Northern Ireland is in the midst of a suicide crisis. The problem is being compounded by overstretched mental health organizations finding themselves unable to cope with the demand for their services.

Another key factor is social conditioning. Many men still consider admitting to mental and emotional health issues a kind of weakness, something to be ashamed of that prevents them from seeking the help they need. 

But studies show that social isolation is the last thing most people need in times of crisis, although for many their first instinct is to shut down and self-isolate. The North has also traditionally placed value on the 'hard man' image, and nothing seems to upend that image like a problem some men find they can't fix themselves.
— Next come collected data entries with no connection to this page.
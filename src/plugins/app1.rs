//! `app1` package: reads the whole file, then tokenizes it line by line

use std::io::Write;
use std::path::{Path, PathBuf};
use tracing::debug;

use crate::core::config::stop_words_path;
use crate::core::error::Result;
use crate::core::file_reader::{read_text, EncodingStrategy};
use crate::core::stop_words::StopWords;
use crate::core::words::{tokenize, WordFilter};
use crate::plugins::contract::{print_word_report, App, TypeExport, ENTRY_TYPE};
use crate::plugins::registry::PluginPackage;
use crate::reflect::{reflect_impl, reflect_struct};

reflect_struct! {
    #[derive(Debug, Clone)]
    pub struct App1 implements [App] {
        filename: PathBuf,
        stop_words: PathBuf,
    }
}

reflect_impl! {
    impl App1 {
        /// Bind to `path` with an explicit stop-word list
        pub fn with_stop_words(path: &Path, stop_words: impl Into<PathBuf>) -> Self {
            Self {
                filename: path.to_path_buf(),
                stop_words: stop_words.into(),
            }
        }

        fn read_tokens(&self) -> Result<Vec<String>> {
            let text = read_text(&self.filename, EncodingStrategy::Lossy)?;
            Ok(text.lines().flat_map(tokenize).collect())
        }
    }

    impl App for App1 {
        fn new(path: &Path) -> Self {
            Self::with_stop_words(path, stop_words_path())
        }

        fn words(&self) -> Result<Vec<String>> {
            let stop_words = StopWords::load(&self.stop_words)?;
            let words = WordFilter::skip_single_chars().apply(self.read_tokens()?, &stop_words);
            debug!(words = words.len(), "app1 filtered words");
            Ok(words)
        }

        fn print(words: &[String], out: &mut dyn Write) -> Result<()> {
            print_word_report(words, out)
        }
    }
}

pub fn package() -> PluginPackage {
    PluginPackage::new("app1", "whole-file read, line-split tokenization")
        .with_export(TypeExport::app::<App1>(ENTRY_TYPE))
}

#[cfg(test)]
mod tests {
    use super::*;
    use std::fs;
    use tempfile::tempdir;

    #[test]
    fn test_words_filters_stop_words_and_single_chars() {
        let temp = tempdir().unwrap();
        let stop = temp.path().join("stop_words.txt");
        fs::write(&stop, "the,and\n").unwrap();
        let input = temp.path().join("input.txt");
        fs::write(&input, "The cat and I\nsat on 1 mat_x").unwrap();

        let app = App1::with_stop_words(&input, &stop);
        assert_eq!(app.words().unwrap(), vec!["cat", "sat", "on", "mat"]);
    }

    #[test]
    fn test_words_missing_stop_words_fails() {
        let temp = tempdir().unwrap();
        let input = temp.path().join("input.txt");
        fs::write(&input, "hello").unwrap();

        let app = App1::with_stop_words(&input, temp.path().join("absent.txt"));
        assert!(app.words().is_err());
    }

    #[test]
    fn test_new_uses_published_stop_words_path() {
        let app = App1::new(Path::new("book.txt"));
        assert_eq!(app.stop_words, stop_words_path());
        assert_eq!(app.filename, PathBuf::from("book.txt"));
    }
}
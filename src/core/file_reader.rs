//! Whole-file reading with a configurable encoding strategy
//!
//! Every read opens the file, drains it and drops the handle before
//! returning, on success and on error alike.

use serde::{Deserialize, Serialize};
use std::fs::File;
use std::io::{self, Read};
use std::path::Path;
use tracing::{debug, warn};

use crate::core::error::{Result, TermFreqError};

/// Strategy for handling non-UTF-8 content
#[derive(Debug, Clone, Copy, PartialEq, Eq, Default, Serialize, Deserialize)]
#[serde(rename_all = "lowercase")]
pub enum EncodingStrategy {
    /// Reject files that are not valid UTF-8
    Strict,
    /// Replace invalid sequences with U+FFFD
    #[default]
    Lossy,
}

/// Read the full contents of `path` as text
pub fn read_text(path: &Path, strategy: EncodingStrategy) -> Result<String> {
    let bytes = read_bytes(path)?;
    debug!(path = %path.display(), bytes = bytes.len(), "read file");

    match String::from_utf8(bytes) {
        Ok(content) => Ok(content),
        Err(e) => match strategy {
            EncodingStrategy::Lossy => {
                warn!(path = %path.display(), "file is not valid UTF-8, decoding lossily");
                Ok(String::from_utf8_lossy(e.as_bytes()).into_owned())
            }
            EncodingStrategy::Strict => Err(TermFreqError::file_access(
                path,
                io::Error::new(io::ErrorKind::InvalidData, e.utf8_error()),
            )),
        },
    }
}

fn read_bytes(path: &Path) -> Result<Vec<u8>> {
    let mut file = File::open(path).map_err(|e| TermFreqError::file_access(path, e))?;
    let mut buffer = Vec::new();
    file.read_to_end(&mut buffer)
        .map_err(|e| TermFreqError::file_access(path, e))?;
    Ok(buffer)
}
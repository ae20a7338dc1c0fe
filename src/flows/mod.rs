//! Flows module - Commands built from the core pieces
//!
//! Provides:
//! - report: the direct word-frequency pipeline
//! - framework: run a plugin package through the loader
//! - eleven: the capability-dispatching controller
//! - inspect: describe registered types by name

pub mod eleven;
pub mod framework;
pub mod inspect;
pub mod report;
//! Provider trait — the abstraction over the chat model.
//!
//! A Provider knows how to send a prompt (text plus optional images) to a
//! vision-capable LLM and get back either text or tool-call intents.
//!
//! Implementations: OpenAI-compatible endpoints (DashScope, OpenAI, vLLM),
//! and the bounded-retry wrapper around them.

use async_trait::async_trait;
use serde::{Deserialize, Serialize};

use crate::error::ProviderError;
use crate::message::{ImageRef, Role};

/// A message as sent to the model. Unlike the persisted
/// [`Message`](crate::message::Message), it can carry tool-call plumbing and
/// system instructions.
#[derive(Debug, Clone, PartialEq, Serialize, Deserialize)]
pub struct ChatMessage {
    pub role: Role,
    pub content: String,

    /// Images attached to this message (user turns only)
    #[serde(default, skip_serializing_if = "Vec::is_empty")]
    pub images: Vec<ImageRef>,

    /// Tool calls requested by the assistant (if any)
    #[serde(default, skip_serializing_if = "Vec::is_empty")]
    pub tool_calls: Vec<ToolCallRequest>,

    /// If this is a tool result, which tool call it responds to
    #[serde(default, skip_serializing_if = "Option::is_none")]
    pub tool_call_id: Option<String>,
}

impl ChatMessage {
    fn new(role: Role, content: impl Into<String>) -> Self {
        Self {
            role,
            content: content.into(),
            images: Vec::new(),
            tool_calls: Vec::new(),
            tool_call_id: None,
        }
    }

    pub fn system(content: impl Into<String>) -> Self {
        Self::new(Role::System, content)
    }

    pub fn user(content: impl Into<String>) -> Self {
        Self::new(Role::User, content)
    }

    pub fn assistant(content: impl Into<String>) -> Self {
        Self::new(Role::Assistant, content)
    }

    /// Create a tool result message.
    pub fn tool_result(tool_call_id: impl Into<String>, content: impl Into<String>) -> Self {
        Self {
            tool_call_id: Some(tool_call_id.into()),
            ..Self::new(Role::Tool, content)
        }
    }

    pub fn with_image(mut self, image: ImageRef) -> Self {
        self.images.push(image);
        self
    }

    pub fn with_tool_calls(mut self, calls: Vec<ToolCallRequest>) -> Self {
        self.tool_calls = calls;
        self
    }
}

/// A tool call embedded in an assistant message.
#[derive(Debug, Clone, PartialEq, Serialize, Deserialize)]
pub struct ToolCallRequest {
    /// Unique ID for this tool call
    pub id: String,

    /// Name of the tool to invoke
    pub name: String,

    /// Arguments as JSON string
    pub arguments: String,
}

/// One chat-completion call: prompt, sampling and the tools on offer.
#[derive(Debug, Clone, Serialize, Deserialize)]
pub struct ProviderRequest {
    /// Model id, e.g. `qwen-vl-max`.
    pub model: String,

    pub messages: Vec<ChatMessage>,

    #[serde(default = "default_temperature")]
    pub temperature: f32,

    /// Completion token cap; `None` leaves it to the endpoint.
    #[serde(default, skip_serializing_if = "Option::is_none")]
    pub max_tokens: Option<u32>,

    /// Tools the model may call. Empty means no tool intents are offered.
    #[serde(default, skip_serializing_if = "Vec::is_empty")]
    pub tools: Vec<ToolDefinition>,
}

fn default_temperature() -> f32 {
    0.7
}

/// How a tool is advertised to the model.
#[derive(Debug, Clone, PartialEq, Serialize, Deserialize)]
pub struct ToolDefinition {
    pub name: String,

    pub description: String,

    /// JSON Schema for the arguments object.
    pub parameters: serde_json::Value,
}

#[derive(Debug, Clone, Serialize, Deserialize)]
pub struct ProviderResponse {
    pub message: ChatMessage,

    pub usage: Option<Usage>,

    /// As reported by the endpoint, which can differ from the request.
    pub model: String,
}

/// Token usage information.
#[derive(Debug, Clone, Copy, Default, PartialEq, Eq, Serialize, Deserialize)]
pub struct Usage {
    pub prompt_tokens: u32,
    pub completion_tokens: u32,
    pub total_tokens: u32,
}

/// An embedding request.
#[derive(Debug, Clone, Serialize, Deserialize)]
pub struct EmbeddingRequest {
    /// The model to use for embeddings (e.g., "text-embedding-v2").
    pub model: String,

    /// The texts to embed.
    pub inputs: Vec<String>,
}

/// An embedding response.
#[derive(Debug, Clone, Serialize, Deserialize)]
pub struct EmbeddingResponse {
    /// Same order as `EmbeddingRequest::inputs`.
    pub embeddings: Vec<Vec<f32>>,

    /// Which model was used.
    pub model: String,
}

/// The core Provider trait.
///
/// The reasoning loop calls `complete()` without knowing which backend is
/// behind it.
#[async_trait]
pub trait Provider: Send + Sync {
    /// A human-readable name for this provider (e.g., "dashscope", "openai").
    fn name(&self) -> &str;

    async fn complete(&self, request: ProviderRequest) -> Result<ProviderResponse, ProviderError>;

    /// Backends without an embeddings endpoint keep the default, which fails
    /// with `NotConfigured`.
    async fn embed(&self, _request: EmbeddingRequest) -> Result<EmbeddingResponse, ProviderError> {
        Err(ProviderError::NotConfigured(format!(
            "Provider '{}' does not support embeddings",
            self.name()
        )))
    }

    /// Used by `parley status`.
    async fn health_check(&self) -> Result<bool, ProviderError> {
        Ok(true)
    }
}

#[cfg(test)]
mod tests {
    use super::*;

    #[test]
    fn tool_result_carries_call_id() {
        let msg = ChatMessage::tool_result("call_1", "4");
        assert_eq!(msg.role, Role::Tool);
        assert_eq!(msg.tool_call_id.as_deref(), Some("call_1"));
    }

    #[test]
    fn request_defaults_temperature() {
        let req: ProviderRequest =
            serde_json::from_str(r#"{"model":"qwen-vl-max","messages":[]}"#).unwrap();
        assert!((req.temperature - 0.7).abs() < f32::EPSILON);
        assert!(req.tools.is_empty());
    }

    #[test]
    fn tool_definition_serialization() {
        let tool = ToolDefinition {
            name: "calculator".into(),
            description: "Evaluate arithmetic".into(),
            parameters: serde_json::json!({
                "type": "object",
                "properties": { "expression": { "type": "string" } }
            }),
        };
        let json = serde_json::to_string(&tool).unwrap();
        assert!(json.contains("calculator"));
        assert!(json.contains("expression"));
    }
}
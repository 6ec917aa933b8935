//! `parley onboard` — First-time setup.

use anyhow::Context;
use parley_config::AppConfig;

pub async fn run() -> anyhow::Result<()> {
    let config_dir = AppConfig::config_dir();
    let config_path = config_dir.join("config.toml");

    println!("💬 Parley — First-Time Setup");
    println!("============================\n");

    if !config_dir.exists() {
        std::fs::create_dir_all(&config_dir)
            .with_context(|| format!("Failed to create {}", config_dir.display()))?;
        println!("✅ Created config directory: {}", config_dir.display());
    } else {
        println!("  Config directory exists: {}", config_dir.display());
    }

    if config_path.exists() {
        println!("\n⚠️  Config already exists at: {}", config_path.display());
        println!("   Edit it manually or delete and re-run onboard.\n");
    } else {
        std::fs::write(&config_path, AppConfig::default_toml())
            .with_context(|| format!("Failed to write {}", config_path.display()))?;
        println!("✅ Created config.toml at: {}", config_path.display());
    }

    let config = super::load_config()?;
    let data_dir = config.data_dir();
    if !data_dir.exists() {
        std::fs::create_dir_all(&data_dir)
            .with_context(|| format!("Failed to create {}", data_dir.display()))?;
        println!("✅ Created data directory: {}", data_dir.display());
    }

    if !config.has_api_key() {
        println!("\n📝 Next steps:");
        println!("   1. Set PARLEY_API_KEY or add api_key to {}", config_path.display());
        println!("   2. Run: parley chat");
    }

    println!("\n🎉 Setup complete! Run `parley chat` to start chatting.\n");
    Ok(())
}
Add to that the legacy of a bitterly divided society, where any kind of weakness can be seen as a problem, and you have a toxic stew that can make accessing services and finding help next to impossible. 

PeaceBridge and Guildhall, Derry, Northern Ireland. (Getty Images)

PeaceBridge and Guildhall, Derry, Northern Ireland. (Getty Images)

Another layer is the dysfunctional politics of the North itself. Where a society is in permanent conflict, where it has only achieved a tense truce, it cannot really develop and grow normally, and in consequence neither can many of the people who live there. 

With its politics in a decades-long stalemate, this time due to the DUP's refusal to take its seats in the Assembly at Stormont, it can be hard not to despair of Northern Ireland or its prospects and even now after decades of violence and trauma not enough attention is being paid to the mental health toll the Troubles took on the general public in all communities. 

After the Good Friday Agreement, we were promised a significant Peace Dividend, where the benefits of the peace would help to restart the long-dormant economy and bring needed inward investment and paying jobs to unemployment blackspots. 

The investment came but it didn't lift all boats. In fact, the crisis has actually been compounded in working-class areas like the predominantly Republican Creggan estate in Derry and in predominantly loyalist Shankill Road, long-forgotten communities where social issues are only discussed after the latest sectarian attack.

We have failed to pay attention to the long legacy of violence, the social and often secret traumas that have never been discussed, we have seen that the violence itself canteen be overlooked or avoided by government campaigns to move beyond the Troubles.

April 10, 2023: A Police vehicle is attacked with petrol bombs during an illegal Dissident march in the Creggan area in Derry, Northern Ireland. (Getty Images)

April 10, 2023: A Police vehicle is attacked with petrol bombs during an illegal Dissident march in the Creggan area in Derry, Northern Ireland. (Getty Images)

But what kind of message are we sending to our future selves and the future of the North if we won't or can't address our own past and what it has made of us?

I have often been struck by the sheer foolishness of overlooking the very communities that first challenged and reacted to Northern Ireland's once insanely unequal societies. 

Forgetting the people that ignited the conflict, letting their communities falter and sink, seems to me to forget the hard lessons we learned during the conflict and could be setting the stage for a host of new troubles. 

Stalemate is the top note of the current situation in the north and its reflecting a massive but not so hidden emotional and mental health crisis in the wider society.

Ignoring or underfunding the social services needed to tackle the post-traumatic stress of the legacy of conflict should have been one of the first factors baked into the original peace dividend, not an afterthought. 

Poverty and a lack of opportunity create social isolation, which in turn leads to social alienation, and in the North, we have learned, or we should have learned, where that kind of social alienation can lead. 

It's pointless to sit and wait for political parties who have already tacitly admitted they have no interest in making the politics of the region work. They have neither a plan for nor an inclination to make positive change. Instead, the British and Irish governments will have to step in to do the work that some of the elected parties seem incapable of. 

Suicide happens to people of all ages, all walks of life, all points of view. There is help out there, but often not enough, or not alert to the particular needs and outlooks of the society it tries to serve. 

It's time the two governments drafted a Marshall Plan to address the lack of opportunity, services, employment, and the massive social isolation and mental health issues they left off the page back in 1998.